The Organization of the Petroleum Exporting Countries is due to meet in Vienna on Nov 30, when it will discuss its pact to reduce output in order to prop up the market.

OpecSecretary-General Mohammad Barkindo said on Sunday consultations were under way for an extension of the agreement beyond March 2018 and that more oil-producing nations may join the pact, possibly at next month's meeting.

He also said Opec members and other producers may have to take some "extraordinary measures" to ensure the market is in balance in the long term.

In a speech to the Reuters Global Commodities Summit on Monday, Barkindo said he saw clear evidence the oil market was rebalancing.

Global benchmark Brent crude settled up 17 cents at US$55.79 a barrel at 1.25pm EDT (1725 GMT). Earlier in the session it touched a three-week low of US$55.06. It ended last week 3.3 per cent lower, its biggest weekly loss since June 2017.

US West Texas Intermediate (WTI) crude futures ended the session up 0.6 per cent or 29 cents higher at US$49.58 a barrel. They came close to a four-week low when they fell to US$49.13 earlier in the session. WTI's losses last week came to 4.6 per cent.
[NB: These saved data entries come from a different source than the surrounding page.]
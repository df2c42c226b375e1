use dashmap::DashMap;
use glimmer_protocol::{Span, SpanId};

/// Registry of open spans, keyed by span id.
///
/// A span lives here from `start` until `end`; removal on end is what makes
/// a second end call a no-op. Keying by span id (rather than a call stack)
/// lets independent overlapping operations each close at their own time.
pub(crate) struct SpanRegistry {
    spans: DashMap<SpanId, Span>,
}

impl SpanRegistry {
    pub(crate) fn new() -> Self {
        Self {
            spans: DashMap::new(),
        }
    }

    pub(crate) fn insert(&self, span: Span) {
        self.spans.insert(span.span_id, span);
    }

    /// Remove and return the span, if it is still open
    pub(crate) fn remove(&self, span_id: &SpanId) -> Option<Span> {
        self.spans.remove(span_id).map(|(_, span)| span)
    }

    /// Mutate an open span in place; returns false for unknown/closed ids
    pub(crate) fn update(&self, span_id: &SpanId, f: impl FnOnce(&mut Span)) -> bool {
        match self.spans.get_mut(span_id) {
            Some(mut entry) => {
                f(entry.value_mut());
                true
            }
            None => false,
        }
    }

    pub(crate) fn open_count(&self) -> usize {
        self.spans.len()
    }
}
In further signs that Opec members are sticking to agreed output cuts, Saudi Arabia said it had curtailed crude allocations for November by 560,000 barrels per day and Iraq's oil minister said the country was fully committed to its Opec production target.
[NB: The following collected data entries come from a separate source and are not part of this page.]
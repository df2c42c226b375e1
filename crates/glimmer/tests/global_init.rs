//! Initialize-once semantics of the global tracer.

use glimmer::TracerConfig;

#[tokio::test]
async fn init_constructs_once_and_backs_the_accessor() {
    let first = glimmer::init(
        TracerConfig::new("first-service").with_collector_url("http://127.0.0.1:9/v1/traces"),
    );

    // A second init keeps the original instance; its config is ignored
    let second = glimmer::init(
        TracerConfig::new("second-service").with_collector_url("http://127.0.0.1:9/v1/traces"),
    );
    assert_eq!(second.config().service_name, "first-service");

    // The accessor is backed by that same instance
    let shared = glimmer::tracer();
    assert!(shared.is_initialized());
    let span = shared.span("via_accessor").start();
    assert_eq!(first.stats().open_spans, 1);
    span.end();
    assert_eq!(first.stats().open_spans, 0);
    assert_eq!(first.stats().export_attempts, 1);
}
Among other bullish news for oil, Morgan Stanley cut its forecast for US crude output growth, citing a range of operational headwinds including limited availability of fracking crews.

Still, US exports have surged as the price of US WTI futures has been trading at a steep discount to Brent.

"Higher US exports are likely to encourage US shale producers to further increase production, which will delay market rebalancing," Capital Economics said in a note.

"It will take an increase in end-user demand or a reduction in supply to actually help the market to rebalance."

Money managers raised their bullish bets on US crude futures for the third week in a row, the US Commodity Futures Trading Commission reported on Friday.

However, data published by InterContinental Exchange showed investors had slightly reduced their bets on rising Brent prices in the week ending Oct. 3.